Easier said than done, right? The truth is that the terrible twos and threes are not that terrible. You might get scared or intimidated by the behaviors your child will show during the terrible twos.

I get it, temper tantrums can be challenging. But don’t worry, I am going to share the same strategies I use to handle terrible two tantrums effortlessly.

Tantrums are a normal part of a child’s development, and when you know why your child shows this behavior, you are better able to deal with these tantrums.

Let me help you learn why terrible two tantrums happen and how to deal with them.

If you’re short on time:

Follow these strategies to better deal with temper tantrums:

  1. Stay calm and collected.

  2. Give your child space.

  3. Let your child know that you understand their emotions.

  4. Use positive language.

  5. Offer your child two choices.

  6. Provide a prepared environment.

  7. Use positive reinforcement.

  8. Understand when your child is hungry or tired.

  9. Focus on the process, not the outcome.


I will explain these strategies in more detail and also give you some examples on how I help my child regulate her emotions.

How to handle terrible two tantrums

The terrible twos and threes are normal developmental stages where your child’s brain is developing fast.

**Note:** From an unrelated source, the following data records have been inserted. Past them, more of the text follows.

impl FrameCodeTable {
    pub fn new(codes: [FrameCode; TABLE_SIZE]) -> Self {
        let mut codes: Vec<_> = codes
            .iter()
            .map(|fc| if fc.is_invalid() { FrameCode::INVALID } else { *fc })
            .collect();
        codes[STARTCODE_PREFIX as usize] = FrameCode::INVALID;
        Self { codes }
    }

    /// The table the writer uses: one fully explicit code plus a keyframe
    /// and a delta frame template. Everything else is invalid.
    pub fn minimal() -> Self {
        let explicit = FLAG_STREAM_ID | FLAG_CODED_PTS | FLAG_SIZE_MSB;
        let mut codes = [FrameCode::INVALID; TABLE_SIZE];
        codes[0] = FrameCode::template(FLAG_CODED | explicit);
        codes[1] = FrameCode::template(explicit | FLAG_KEY);
        codes[2] = FrameCode::template(explicit);
        Self::new(codes)
    }

    pub fn get(&self, code: u8) -> &FrameCode {
        &self.codes[code as usize]
    }

    pub fn iter(&self) -> impl Iterator<Item = (u8, &FrameCode)> {
        self.codes.iter().enumerate().map(|(i, fc)| (i as u8, fc))
    }

    pub fn valid_count(&self) -> usize {
        self.codes.iter().filter(|fc| !fc.is_invalid()).count()
    }

    pub fn read<R: BufRead>(input: &mut NutInput<R>, stream_count: usize) -> Result<Self> {
        let mut codes = vec![FrameCode::INVALID; TABLE_SIZE];
        let mut pts_delta = 0i64;
        let mut size_mul = 1u64;
        let mut stream_id = 0usize;
        let mut match_time_delta = DEFAULT_MATCH_TIME_DELTA;
        let mut header_idx = 0usize;

        let n = STARTCODE_PREFIX as usize;
        let mut i = 0usize;
        while i < TABLE_SIZE {
            let flags = input.read_value()?;
            let fields = input.read_value()?;
            if fields > 0 {
                pts_delta = input.read_signed_value()?;
            }
            if fields > 1 {
                size_mul = input.read_value()?;
            }
            if fields > 2 {
                stream_id = input.read_usize()?;
            }
            let size_lsb = if fields > 3 { input.read_value()? } else { 0 };
            let reserved_count = if fields > 4 { input.read_value()? } else { 0 };
            let count = if fields > 5 {
                input.read_value()?
            } else {
                size_mul.wrapping_sub(size_lsb)
            };
            if fields > 6 {
                match_time_delta = input.read_signed_value()?;
            }
            if fields > 7 {
                header_idx = input.read_usize()?;
            }
            for _ in 8..fields {
                input.read_value()?;
            }

            let available = (TABLE_SIZE - i - usize::from(i <= n)) as u64;
            if count == 0 || count > available {
                return Err(NutError::malformed(format!(
                    "frame code run of {count} at code {i} overflows the table"
                )));
            }
            if flags & FLAG_INVALID == 0 && stream_id >= stream_count {
                return Err(NutError::malformed(format!(
                    "frame code {i} references stream {stream_id} of {stream_count}"
                )));
            }

            let mut j = 0u64;
            while j < count {
                if i == n {
                    i += 1;
                    continue;
                }
                codes[i] = if flags & FLAG_INVALID != 0 {
                    FrameCode::INVALID
                } else {
                    FrameCode {
                        flags,
                        stream_id,
                        pts_delta,
                        size_mul,
                        size_lsb: size_lsb
                            .checked_add(j)
                            .ok_or_else(|| NutError::malformed("frame code size overflows"))?,
                        reserved_count,
                        match_time_delta,
                        header_idx,
                    }
                };
                i += 1;
                j += 1;
            }
        }

        let table = Self { codes };
        trace!("frame code table with {} valid codes", table.valid_count());
        Ok(table)
    }

    pub fn write<W: Write>(&self, out: &mut NutOutput<W>) -> Result<()> {
        let mut prev = FrameCode::template(0);
        let n = STARTCODE_PREFIX as usize;
        let mut i = 0usize;

        while i < TABLE_SIZE {
            if i == n {
                i += 1;
                continue;
            }
            let first = self.codes[i];

            let mut fields = 0u64;
            if first.pts_delta != prev.pts_delta {
                fields = 1;
            }
            if first.size_mul != prev.size_mul {
                fields = 2;
            }
            if first.stream_id != prev.stream_id {
                fields = 3;
            }
            if first.size_lsb != 0 {
                fields = 4;
            }
            if first.reserved_count != 0 {
                fields = 5;
            }
            if first.match_time_delta != prev.match_time_delta {
                fields = 7;
            }
            if first.header_idx != prev.header_idx {
                fields = 8;
            }

            let mut count = 0u64;
            while i < TABLE_SIZE {
                if i == n {
                    i += 1;
                    continue;
                }
                if !self.codes[i].continues_run(&first, count) {
                    break;
                }
                i += 1;
                count += 1;
            }
            if count != first.size_mul.wrapping_sub(first.size_lsb) {
                fields = fields.max(6);
            }

            out.write_value(first.flags)?;
            out.write_value(fields)?;
            if fields > 0 {
                out.write_signed_value(first.pts_delta)?;
            }
            if fields > 1 {
                out.write_value(first.size_mul)?;
            }
            if fields > 2 {
                out.write_value(first.stream_id as u64)?;
            }
            if fields > 3 {
                out.write_value(first.size_lsb)?;
            }
            if fields > 4 {
                out.write_value(first.reserved_count)?;
            }
            if fields > 5 {
                out.write_value(count)?;
            }
            if fields > 6 {
                out.write_signed_value(first.match_time_delta)?;
            }
            if fields > 7 {
                out.write_value(first.header_idx as u64)?;
            }

            prev = first;
        }

        Ok(())
    }

    /// Reads a frame header starting at its code byte. The running CRC is
    /// reset so that a header checksum covers exactly the header.
    pub fn read_header<R: BufRead>(&self, input: &mut NutInput<R>) -> Result<FrameHeader> {
        input.reset_crc();
        let code = input.read_u8()?;
        let fc = self.get(code);
        if fc.is_invalid() {
            return Err(NutError::malformed(format!("invalid frame code {code:#04X}")));
        }

        let mut flags = fc.flags;
        if flags & FLAG_CODED != 0 {
            flags ^= input.read_value()?;
        }
        if flags & FLAG_INVALID != 0 {
            return Err(NutError::malformed(format!(
                "frame code {code:#04X} coded as invalid"
            )));
        }

        let stream_id = if flags & FLAG_STREAM_ID != 0 {
            input.read_usize()?
        } else {
            fc.stream_id
        };
        let pts = if flags & FLAG_CODED_PTS != 0 {
            HeaderPts::Coded(input.read_value()?)
        } else {
            HeaderPts::Delta(fc.pts_delta)
        };
        let size_msb = if flags & FLAG_SIZE_MSB != 0 {
            input.read_value()?
        } else {
            0
        };
        if flags & FLAG_MATCH_TIME != 0 {
            input.read_signed_value()?;
        }
        let header_idx = if flags & FLAG_HEADER_IDX != 0 {
            input.read_usize()?
        } else {
            fc.header_idx
        };
        let reserved = if flags & FLAG_RESERVED != 0 {
            input.read_value()?
        } else {
            fc.reserved_count
        };
        for _ in 0..reserved {
            input.read_value()?;
        }
        if flags & FLAG_CHECKSUM != 0 {
            input.check_crc()?;
        }

        let data_size = size_msb
            .checked_mul(fc.size_mul)
            .and_then(|s| s.checked_add(fc.size_lsb))
            .ok_or_else(|| NutError::malformed("frame data size overflows"))?;

        Ok(FrameHeader {
            code,
            flags,
            stream_id,
            pts,
            data_size,
            header_idx,
        })
    }

    fn cost(&self, fc: &FrameCode, req: &FrameRequest) -> Option<(u64, usize)> {
        if fc.is_invalid()
            || fc.header_idx != 0
            || fc.reserved_count != 0
            || fc.size_mul == 0
            || req.data_size < fc.size_lsb
            || (req.data_size - fc.size_lsb) % fc.size_mul != 0
        {
            return None;
        }
        let size_msb = (req.data_size - fc.size_lsb) / fc.size_mul;

        let flags = if fc.flags & FLAG_CODED != 0 {
            let mut wanted = req.flags;
            if fc.stream_id != req.stream_id {
                wanted |= FLAG_STREAM_ID;
            }
            if fc.pts_delta != req.pts_delta {
                wanted |= FLAG_CODED_PTS;
            }
            if size_msb != 0 {
                wanted |= FLAG_SIZE_MSB;
            }
            wanted
        } else {
            let flags = fc.flags;
            if flags & SEMANTIC_FLAGS != req.flags
                || flags & (FLAG_RESERVED | FLAG_HEADER_IDX | FLAG_MATCH_TIME) != 0
                || (flags & FLAG_STREAM_ID == 0 && fc.stream_id != req.stream_id)
                || (flags & FLAG_CODED_PTS == 0 && fc.pts_delta != req.pts_delta)
                || (flags & FLAG_SIZE_MSB == 0 && size_msb != 0)
            {
                return None;
            }
            flags
        };

        let mut cost = 1;
        if fc.flags & FLAG_CODED != 0 {
            cost += value_len(fc.flags ^ flags);
        }
        if flags & FLAG_STREAM_ID != 0 {
            cost += value_len(req.stream_id as u64);
        }
        if flags & FLAG_CODED_PTS != 0 {
            cost += value_len(req.coded_pts);
        }
        if flags & FLAG_SIZE_MSB != 0 {
            cost += value_len(size_msb);
        }
        if flags & FLAG_CHECKSUM != 0 {
            cost += 4;
        }

        Some((flags, cost))
    }

    /// Picks the code giving the shortest header for `req`.
    pub fn select(&self, req: &FrameRequest) -> Option<Selection> {
        self.iter()
            .filter_map(|(code, fc)| {
                self.cost(fc, req)
                    .map(|(flags, cost)| Selection { code, flags, cost })
            })
            .min_by_key(|s| s.cost)
    }

    pub fn write_header<W: Write>(
        &self,
        out: &mut NutOutput<W>,
        selection: &Selection,
        req: &FrameRequest,
    ) -> Result<()> {
        let fc = self.get(selection.code);
        let flags = selection.flags;

        out.reset_crc();
        out.write_u8(selection.code)?;
        if fc.flags & FLAG_CODED != 0 {
            out.write_value(fc.flags ^ flags)?;
        }
        if flags & FLAG_STREAM_ID != 0 {
            out.write_value(req.stream_id as u64)?;
        }
        if flags & FLAG_CODED_PTS != 0 {
            out.write_value(req.coded_pts)?;
        }
        if flags & FLAG_SIZE_MSB != 0 {
            out.write_value((req.data_size - fc.size_lsb) / fc.size_mul)?;
        }
        if flags & FLAG_CHECKSUM != 0 {
            out.write_crc32()?;
        }
        Ok(())
    }
}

They are learning to regulate their emotions but they need your help.

There is no magic formula to deal with unruly behavior but these tips on how to handle terrible two tantrums can help.


1. Stay calm and collected

This will be the most challenging part of all. I get it, when our children are screaming and crying, it is hard to stay under control. A crying toddler can get under your skin.

But guess what, you just have to do your best to stay calm.

You are your child’s guide and teacher, and it’s essential to remain calm and composed during a temper tantrum.

When you stay calm and collected, you provide a sense of stability for your child too, and they are more likely to follow your lead and regain their composure. 

Take deep breaths, remind yourself that tantrums are a normal part of child development, and focus on responding in a patient and understanding manner.


2. Give your child space

This is what we do every time our child is not able to control her emotions. If she doesn’t want to be carried, we just put her down. We follow her needs.

And sometimes, your child might need some space to express their emotions during a tantrum. If your child needs space, please give it to them just as someone gives you space when you want to be alone.

You can also create a safe environment where your child can let their feelings out without judgment or interruption. 

This safe space can be your child’s bedroom where the environment has been created to support their physical and emotional needs.


3. Let your child know that you understand their emotions

Your child may feel overwhelmed by their emotions. Show empathy and let them know that you understand how they feel. 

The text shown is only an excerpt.